Today's selection -- from The Extraordinary Life of an Ordinary Man: A Memoir by Paul Newman. Paul Newman was perhaps the biggest star of his generation, with such major film roles as The Hustler (1961), Hud (1963), Harper (1966), Cool Hand Luke (1967), Butch Cassidy and the Sundance Kid (1969), The Life and Times of Judge Roy Bean (1972), The Sting (1973), The Towering Inferno (1974), Fort Apache, The Bronx (1981), and The Color of Money (1986). Here he describes a part of his childhood:
"The strongest recollection I have of my father (and that best describes our relationship) happened when I was about twelve. It was on a Sunday, and my father said to me, 'Let's go take a walk.' I was delighted, staggered by the opportunity. We walked and walked, but I could think of nothing to say that was of any interest to him. Nor could he find anything to say that provoked a response from me. The best we could do were rhetorical exchanges like 'Isn't that a nice tree?' or 'Isn't that a nice fire hydrant?' I'd walk sideways, half skipping, looking up at him, and he'd just keep nodding his head affirmatively. Not a single thought passed between us.

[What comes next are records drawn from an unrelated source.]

//! Broker: the queue abstraction between producers and the worker pool.
//!
//! Two strategies share one contract:
//! - [`FifoBroker`]: strict insertion order.
//! - [`PriorityAgingBroker`]: highest effective priority first, where waiting
//!   raises priority over time (see [`AgingPolicy`]).
//!
//! The strategy is picked once, when [`QueueBroker::from_config`] builds the
//! broker; call sites only see `dyn Broker`.

mod aging;
mod fifo;
mod scheduler;

pub use self::aging::{AgingPolicy, PriorityAgingBroker};
pub use self::fifo::FifoBroker;
pub use self::scheduler::{AgingScheduler, RescoreStats};

use std::sync::Arc;

use async_trait::async_trait;
use tokio_util::sync::CancellationToken;

use crate::config::{BrokerConfig, BrokerStrategy};
use crate::domain::Task;
use crate::error::DroverError;
use crate::ports::{Clock, StoreAdapter};

/// Broker port.
///
/// - `enqueue` は複数 producer から同時に呼んでよい。Ok を返したタスクは失われない
/// - `dequeue` はタスクが来るか `cancel` が発火するまで待つ
/// - `close` は冪等
#[async_trait]
pub trait Broker: Send + Sync {
    /// Validate and store a pending task.
    async fn enqueue(&self, task: &Task) -> Result<(), DroverError>;

    /// Wait for the next task in strategy order. The returned task is Active.
    ///
    /// Fails with `Cancelled` when `cancel` fires first and with
    /// `BrokerUnavailable` when the store cannot be reached.
    async fn dequeue(
        &self,
        consumer_id: &str,
        cancel: &CancellationToken,
    ) -> Result<Task, DroverError>;

    /// Number of tasks still waiting.
    async fn pending(&self) -> Result<usize, DroverError>;

    /// Release store resources and stop background work. Idempotent.
    async fn close(&self) -> Result<(), DroverError>;
}

/// The two broker strategies as one closed type.
pub enum QueueBroker {
    Fifo(FifoBroker),
    PriorityAging(PriorityAgingBroker),
}

impl QueueBroker {
    /// Build the configured strategy over `store`.
    ///
    /// The aging scheduler (priority strategy only) stops when `shutdown`
    /// fires or the broker is closed. Must be called inside a tokio runtime.
    pub fn from_config(
        config: &BrokerConfig,
        collection: impl Into<String>,
        store: Arc<dyn StoreAdapter>,
        clock: Arc<dyn Clock>,
        shutdown: &CancellationToken,
    ) -> Self {
        match config.strategy {
            BrokerStrategy::Fifo => QueueBroker::Fifo(FifoBroker::new(store, collection)),
            BrokerStrategy::PriorityAging => {
                QueueBroker::PriorityAging(PriorityAgingBroker::start(
                    store,
                    collection,
                    AgingPolicy::from_config(config),
                    clock,
                    shutdown,
                ))
            }
        }
    }

    /// Build the configured strategy for a process that only enqueues.
    ///
    /// No aging scheduler is started, so a short-lived producer does not
    /// rescan the shared collection. Needs no runtime.
    pub fn for_producer(
        config: &BrokerConfig,
        collection: impl Into<String>,
        store: Arc<dyn StoreAdapter>,
        clock: Arc<dyn Clock>,
    ) -> Self {
        match config.strategy {
            BrokerStrategy::Fifo => QueueBroker::Fifo(FifoBroker::new(store, collection)),
            BrokerStrategy::PriorityAging => {
                QueueBroker::PriorityAging(PriorityAgingBroker::without_scheduler(
                    store,
                    collection,
                    AgingPolicy::from_config(config),
                    clock,
                ))
            }
        }
    }

    pub fn strategy(&self) -> BrokerStrategy {
        match self {
            QueueBroker::Fifo(_) => BrokerStrategy::Fifo,
            QueueBroker::PriorityAging(_) => BrokerStrategy::PriorityAging,
        }
    }

    fn inner(&self) -> &dyn Broker {
        match self {
            QueueBroker::Fifo(b) => b,
            QueueBroker::PriorityAging(b) => b,
        }
    }
}

#[async_trait]
impl Broker for QueueBroker {
    async fn enqueue(&self, task: &Task) -> Result<(), DroverError> {
        self.inner().enqueue(task).await
    }

    async fn dequeue(
        &self,
        consumer_id: &str,
        cancel: &CancellationToken,
    ) -> Result<Task, DroverError> {
        self.inner().dequeue(consumer_id, cancel).await
    }

    async fn pending(&self) -> Result<usize, DroverError> {
        self.inner().pending().await
    }

    async fn close(&self) -> Result<(), DroverError> {
        self.inner().close().await
    }
}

"Kids find out about their parents only by asking questions. Unless, of course, their mothers and fathers are tellers and talkers, which I never was and never have been. My own kids were fascinated once I did start talking to them; but if you're a non talker and your kids never ask, what then?
Newman in 1958
"One afternoon, playing baseball, I was trying to catch a fly ball but missed it and landed on top of the ball; I badly hurt my ankle. It was right before dinner, and I started practically crawling home. My father, who'd just come from the rapid-transit station after work, passed by. I asked him to help me, and he replied, 'Are you kidding?' and just walked on. He probably thought I was being a crybaby. The next morning, when my ankle blew up to the size of a grapefruit, I was taken to the hospital. It turned out to have been broken.
"There was a sense of dissatisfaction around the house that I couldn't do anything right. My father was dismissive, disinterested; a note of sarcasm would always creep into his voice. I think he stopped trying to inspire me because he felt he was licked. I didn't try harder to be an educated man because in a strange way I knew I couldn't. When I read Schopenhauer in school, I didn't remember it, and I didn't even remember what I didn't get. Years later, when Joanne and I became good friends with Gore Vidal, it was difficult for me to be around a man who could speak so intelligently about so many things: American writers, the Greeks, the Romans, French playwrights, while I was just an illiterate. I've come to realize I have some kind of disability that makes it difficult for me to listen, to hear people, to read faster than I can speak, even to memorize. Whatever the reasons, I never did anything academic with distinction, never gave my father anything to be proud of.
"The only way I could get any sense of accomplishment was through work, to make money. It may have been the only thing I did that really pleased my father, to show him I could be a selfstarter, able to get jobs all by myself I think I also had a desperate need to be independent, to get away from a sense of always being taken care of at home. And we were always being taken care of -- I can't remember my brother and I ever having to clean up anything. I sure worked a lot. I was making deliveries for the florist and for the dry cleaner, carting pickle barrels and Coca-Cola cases up and down stairs for the delicatessen, and even did a stretch as a Fuller Brush man. I applied when I was thirteen, and became an undersized little towhead carting around this suitcase filled with samples that weighed more than, and was fully as big as, me. I did have a perfect route, in a blue-collar neighborhood off Kinsman Road. My mother would pick me up after school, then drop me off there with my gear and collect me three hours later. Kinsman was where the working people lived, and they all needed what I was selling: garage brooms, hairbrushes, toothbrushes, whisk broomssixty different varieties, excellent quality, and much cheaper than they'd cost in a store. I didn't have much of a spiel, but I didn't have to walk far from house to house, either, and wound up making maybe forty dollars a week. …
"The job I had that may have left the strongest impression was when I was delivering newspapers. I was a really good bike rider, and my paper route was near my house. On Shaker Heights Boulevard there were these huge houses -- they'd be selling for millions of dollars now. They were right out of F. Scott Fitzgerald and The Great Gatsby, all the pretty women in their summer dresses, patrician elegance, and ease of grace and manner. I developed a real yearning to be rich. I mean fiercely rich. I got it, because I saw all these beautiful people to whom I was delivering my papers. And it seemed so far from anything I could ever reach toward, just out of sight."